Sapete qual è il popolo più ignorante del mondo? L'italiano! Analfabeti ricchezza d'Italia. Cui prodest?

TORINO - Ogni anno l’Ipsos Mori diffonde il suo Index of Ignorance, rilevazione statistica in grado di indicarci il paese più ignorante del mondo: al fine di individuare questa terra di selvaggi, un campione di circa undicimila intervistati di ogni nazionalità viene sottoposto a una serie di domande.
Sapete qual è dal 2014 ad oggi la popolazione con il maggior numero di risposte sbagliate? L’Italia.
All’uscita della notizia, il 2 novembre 2014, suonavano le campane a morto per la conoscenza in Italia. Sulla prima pagina del principale quotidiano nazionale si leggeva: «Sappiamo proprio poco dell’Italia».

Nelle pagine interne il titolo ribadiva: «Quell’indice dell’ignoranza primato senza gloria». Scriveva l’editorialista: «La politica – che pure dovrebbe conoscere la situazione – non si premura di ripetere i dati corretti. Usa la nostra ignoranza, invece».

Che cosa hanno fatto politici e cittadini italiani dopo la diffusione di questo dato? Una collettiva alzata di spalle.

Vecchi e nuovi analfabeti affollano dunque l’Italia. Sono da considerare analfabeti non per l’incapacità totale di leggere e scrivere, ma per la mediocre capacità di esprimersi e il ridotto bagaglio di conoscenze.
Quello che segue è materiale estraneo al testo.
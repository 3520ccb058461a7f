use std::io::Read;

use crate::constants::RECORD_TYPE_DOCUMENT;
use crate::error::{Result, SavError};
use crate::io_utils::{self, ByteSource};

/// Parse a type 6 (document) record, tag included.
///
/// Returns the document lines (each 80 bytes on disk, trimmed).
pub fn parse_document<R: Read>(source: &mut ByteSource<R>) -> Result<Vec<String>> {
    let tag = source.read_i32()?;
    if tag != RECORD_TYPE_DOCUMENT {
        return Err(SavError::Malformed(format!(
            "expected document record tag 6, got {tag}"
        )));
    }

    let n_lines = source.read_i32()? as usize;
    let mut lines = Vec::with_capacity(n_lines);

    for _ in 0..n_lines {
        let line_bytes = source.read_bytes(80)?;
        lines.push(io_utils::bytes_to_string_lossy(
            io_utils::trim_trailing_padding(&line_bytes),
        ));
    }

    Ok(lines)
}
Ci sono i dati a confermarlo: «L’Italia è un paese sistematicamente in coda nelle classi che europee o mondiali sul livello di istruzione. Che, dati alla mano, studia poco. Che disprezza con inflessibile continuità la scuola, l’università, la ricerca. Che stenta ad arricchire il proprio sapere».
Non ci sono molte speranze in un paese così.

L’Italia ignorante non è l’Italia che può prendere slancio. Non contrasta le diseguaglianze, non favorisce l’avanzamento sociale. Gli ignoranti italiani ostacolano il progresso e la redistribuzione.

Siamo talmente ignoranti da non comprendere nemmeno quanto sia grave e pericoloso il nostro livello di ignoranza, e da non correre ai ripari.

Poco dopo l’Unità d’Italia, lo storico meridionalista Pasquale Villari ammoniva: “Bisogna che l’Italia cominci col persuadersi che v’è nel seno della Nazione stessa un nemico più potente dell’Austria, ed è la nostra colossale ignoranza”. Potremmo quasi farne un motto: “Italiani, ignoranti colossali dal 1861”. Al primo censimento della sua storia la popolazione vantava un tasso di analfabetismo al 74 per cento. Oggi l’analfabetismo assoluto è praticamente scomparso, però lo sviluppo della società italiana è ancora frenato da un basso livello di istruzione e da un pesante tasso di analfabetismo funzionale. Tutte le analisi di questo tenore riportano pagine e pagine di dati sull’istruzione: «Molte indagini confermano questo “allarme ignoranza”, sia per quanto riguarda i giovani e gli studenti sia per quanto riguarda la popolazione adulta».

Non sono stati sufficienti centocinquant’anni per risolvere questa emergenza. Ma se un fenomeno dura almeno un secolo e mezzo, lo possiamo definire davvero un’emergenza? No.

Forse, a parere di chi scrive, potrebbe essere financo un disegno superiore perché, si sa, più le masse sono ignoranti e più è facile dominarle e tenerle a bada. E, lo abbiamo detto tante volte, mai come in questi ultimi tempi le campagne elettorali stesse sono composte di messaggi “a prova di idiota”.
Impatto immediato e poco contenuto. Comprensibili a tutti e senza necessità di rielaborazione.

A ciò si aggiungano le riforme scolastiche ignobili che, anziché puntare su qualità e merito, vietano di bocciare oppure il fatto che, adulti e meno adulti, con l’ausilio della tecnologia sempre in mano (più ancora che “a portata di mano”) rinunciano ormai a contare, o approfondire un tema perché, per qualsiasi dubbio ci venga a mente, anziché andarlo a studiare digitiamo la domanda su un qualsiasi motore di ricerca che prontamente ci rovescia addosso la risposta. Dandoci così la pia illusione di conoscere tutto ma, nella realtà, impoverendo la nostra cultura (quel dato non viene immagazzinato ma, finito l’utilizzo per il quale l’ho cercato viene nella maggior parte dei casi repentinamente cancellato dalla nostra memoria) e impigrendo la nostra mente che non fa più esercizio di calcolo, mnemonico o simile. Insomma, un’ignoranza a portata di mano da cui qualcuno, di certo, trae giovamento. Ma non siamo noi.